• **Exercise goal**
Each line below that holds the string "AtomicUsize" counts once; report the total and nothing else.
(Available records)
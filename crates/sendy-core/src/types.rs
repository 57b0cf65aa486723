//! Value types that cross the boundary between the input layer and the
//! wallet gateway: the canonical phone, the SMS code, and the two gateway
//! outcomes.
//!
//! [`CanonicalPhone`] and [`SmsCode`] can only be built by the validators in
//! [`crate::phone`] and [`crate::sms`], so holding one is proof the input was
//! well-formed.

use crate::error::ValidationError;
use serde::{Deserialize, Serialize};

/// Country prefix every canonical number starts with.
pub const COUNTRY_PREFIX: &str = "+7";
/// Digits in a subscriber number (everything after the country prefix).
pub const SUBSCRIBER_LEN: usize = 10;
/// Digits in an SMS confirmation code.
pub const CODE_LEN: usize = 6;

// ---------------------------------------------------------------------------
// CanonicalPhone
// ---------------------------------------------------------------------------

/// `+7` followed by exactly ten ASCII digits.
#[derive(Debug, Clone, PartialEq, Eq, Hash, Serialize, Deserialize)]
#[serde(into = "String", try_from = "String")]
pub struct CanonicalPhone(String);

impl CanonicalPhone {
    /// Caller guarantees `subscriber` is ten ASCII digits.
    pub(crate) fn from_subscriber(subscriber: &str) -> Self {
        debug_assert!(
            subscriber.len() == SUBSCRIBER_LEN && subscriber.bytes().all(|b| b.is_ascii_digit()),
            "subscriber must be {SUBSCRIBER_LEN} digits: {subscriber:?}"
        );
        Self(format!("{COUNTRY_PREFIX}{subscriber}"))
    }

    pub fn as_str(&self) -> &str {
        &self.0
    }

    /// The ten digits after `+7`.
    pub fn subscriber(&self) -> &str {
        &self.0[COUNTRY_PREFIX.len()..]
    }

    /// Human-friendly grouping, e.g. `+7 999 123-45-67`.
    pub fn pretty(&self) -> String {
        format!(
            "{COUNTRY_PREFIX} {}",
            crate::phone::format_subscriber(self.subscriber())
        )
    }
}

impl std::fmt::Display for CanonicalPhone {
    fn fmt(&self, f: &mut std::fmt::Formatter<'_>) -> std::fmt::Result {
        f.write_str(&self.0)
    }
}

impl AsRef<str> for CanonicalPhone {
    fn as_ref(&self) -> &str {
        &self.0
    }
}

impl std::str::FromStr for CanonicalPhone {
    type Err = ValidationError;

    fn from_str(s: &str) -> Result<Self, Self::Err> {
        crate::phone::normalize(s)
    }
}

impl TryFrom<String> for CanonicalPhone {
    type Error = ValidationError;

    fn try_from(value: String) -> Result<Self, Self::Error> {
        crate::phone::normalize(&value)
    }
}

impl From<CanonicalPhone> for String {
    fn from(phone: CanonicalPhone) -> Self {
        phone.0
    }
}

// ---------------------------------------------------------------------------
// SmsCode
// ---------------------------------------------------------------------------

/// Exactly six ASCII digits.
#[derive(Clone, PartialEq, Eq, Hash)]
pub struct SmsCode(String);

impl SmsCode {
    pub(crate) fn new_unchecked(code: &str) -> Self {
        Self(code.to_owned())
    }

    pub fn as_str(&self) -> &str {
        &self.0
    }
}

// Codes are secrets; keep them out of `{:?}` log output.
impl std::fmt::Debug for SmsCode {
    fn fmt(&self, f: &mut std::fmt::Formatter<'_>) -> std::fmt::Result {
        f.write_str("SmsCode(******)")
    }
}

impl std::str::FromStr for SmsCode {
    type Err = ValidationError;

    fn from_str(s: &str) -> Result<Self, Self::Err> {
        crate::sms::validate_code(s)
    }
}

// ---------------------------------------------------------------------------
// Gateway outcomes
// ---------------------------------------------------------------------------

/// A successful `activate`: the confirmation SMS went to `phone`.
#[derive(Debug, Clone, PartialEq, Eq, Serialize)]
pub struct Activation {
    pub phone: CanonicalPhone,
}

/// A successful `confirm`.
#[derive(Debug, Clone, Copy, PartialEq, Eq, Serialize)]
#[serde(rename_all = "snake_case")]
pub enum Confirmation {
    /// The device is activated; the wallet is ready.
    WalletActivated,
    /// The wallet is not active yet or has no cards; a bank must be chosen.
    NeedBankSelection,
}

impl std::fmt::Display for Confirmation {
    fn fmt(&self, f: &mut std::fmt::Formatter<'_>) -> std::fmt::Result {
        match self {
            Confirmation::WalletActivated => write!(f, "wallet activated"),
            Confirmation::NeedBankSelection => write!(f, "bank selection required"),
        }
    }
}

// ---------------------------------------------------------------------------
// Tests
// ---------------------------------------------------------------------------

#[cfg(test)]
mod tests {
    use super::*;
    use pretty_assertions::assert_eq;

    #[test]
    fn canonical_accessors() {
        let phone: CanonicalPhone = "8 (999) 123-45-67".parse().unwrap();
        assert_eq!(phone.as_str(), "+79991234567");
        assert_eq!(phone.subscriber(), "9991234567");
        assert_eq!(phone.to_string(), "+79991234567");
        assert_eq!(phone.pretty(), "+7 999 123-45-67");
    }

    #[test]
    fn canonical_serializes_as_string() {
        let phone: CanonicalPhone = "9991234567".parse().unwrap();
        assert_eq!(serde_json::to_string(&phone).unwrap(), r#""+79991234567""#);
    }

    #[test]
    fn canonical_deserialize_goes_through_normalizer() {
        let phone: CanonicalPhone = serde_json::from_str(r#""89991234567""#).unwrap();
        assert_eq!(phone.as_str(), "+79991234567");
        assert!(serde_json::from_str::<CanonicalPhone>(r#""12345""#).is_err());
    }

    #[test]
    fn sms_code_debug_is_redacted() {
        let code: SmsCode = "123456".parse().unwrap();
        assert_eq!(code.as_str(), "123456");
        assert_eq!(format!("{code:?}"), "SmsCode(******)");
    }

    #[test]
    fn confirmation_display() {
        assert_eq!(Confirmation::WalletActivated.to_string(), "wallet activated");
        assert_eq!(
            serde_json::to_string(&Confirmation::NeedBankSelection).unwrap(),
            r#""need_bank_selection""#
        );
    }
}
//! In-process wallet backend.
//!
//! Behaves like the real service closely enough to drive the shell: every
//! call takes `latency_ms`, `activate` (re)arms the attempt budget for a
//! number, and `confirm` accepts only the configured code. Wrong codes spend
//! attempts; the last one yields [`GatewayError::AttemptsExhausted`] and
//! disarms the number until it is activated again.

use crate::WalletGateway;
use async_trait::async_trait;
use sendy_core::config::GatewayConfig;
use sendy_core::{Activation, CanonicalPhone, Confirmation, GatewayError, SmsCode};
use std::sync::atomic::{AtomicUsize, Ordering};
use std::time::Duration;
use tokio::sync::Mutex;

/// Error number reported when confirming a number with no pending activation.
pub const NOT_ACTIVATING_ERR: i32 = 404;

#[derive(Debug, Default)]
struct Pending {
    phone: Option<CanonicalPhone>,
    attempts_left: u32,
}

pub struct SimulatedGateway {
    settings: GatewayConfig,
    pending: Mutex<Pending>,
    activate_calls: AtomicUsize,
    confirm_calls: AtomicUsize,
}

impl SimulatedGateway {
    pub fn new(settings: GatewayConfig) -> Self {
        Self {
            settings,
            pending: Mutex::new(Pending::default()),
            activate_calls: AtomicUsize::new(0),
            confirm_calls: AtomicUsize::new(0),
        }
    }

    /// Number of `activate` calls received so far.
    pub fn activate_calls(&self) -> usize {
        self.activate_calls.load(Ordering::SeqCst)
    }

    /// Number of `confirm` calls received so far.
    pub fn confirm_calls(&self) -> usize {
        self.confirm_calls.load(Ordering::SeqCst)
    }

    async fn round_trip(&self) {
        if self.settings.latency_ms > 0 {
            tokio::time::sleep(Duration::from_millis(self.settings.latency_ms)).await;
        }
    }
}

#[async_trait]
impl WalletGateway for SimulatedGateway {
    async fn activate(&self, phone: &CanonicalPhone) -> Result<Activation, GatewayError> {
        self.activate_calls.fetch_add(1, Ordering::SeqCst);
        self.round_trip().await;

        let mut pending = self.pending.lock().await;
        pending.phone = Some(phone.clone());
        pending.attempts_left = self.settings.max_attempts;
        tracing::debug!(phone = %phone, attempts = pending.attempts_left, "simulated: code sent");

        Ok(Activation {
            phone: phone.clone(),
        })
    }

    async fn confirm(
        &self,
        code: &SmsCode,
        phone: &CanonicalPhone,
    ) -> Result<Confirmation, GatewayError> {
        self.confirm_calls.fetch_add(1, Ordering::SeqCst);
        self.round_trip().await;

        let mut pending = self.pending.lock().await;
        if pending.phone.as_ref() != Some(phone) {
            return Err(GatewayError::Rejected {
                code: NOT_ACTIVATING_ERR,
                message: format!("no activation in progress for {phone}"),
                attempts_left: None,
            });
        }

        if code.as_str() == self.settings.sms_code {
            *pending = Pending::default();
            tracing::debug!(phone = %phone, "simulated: code accepted");
            return Ok(if self.settings.bank_selection_required {
                Confirmation::NeedBankSelection
            } else {
                Confirmation::WalletActivated
            });
        }

        pending.attempts_left = pending.attempts_left.saturating_sub(1);
        tracing::debug!(attempts_left = pending.attempts_left, "simulated: wrong code");
        if pending.attempts_left == 0 {
            *pending = Pending::default();
            Err(GatewayError::AttemptsExhausted)
        } else {
            Err(GatewayError::WrongCode {
                attempts_left: pending.attempts_left,
            })
        }
    }
}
(End Available records)
• **Response to the task**
5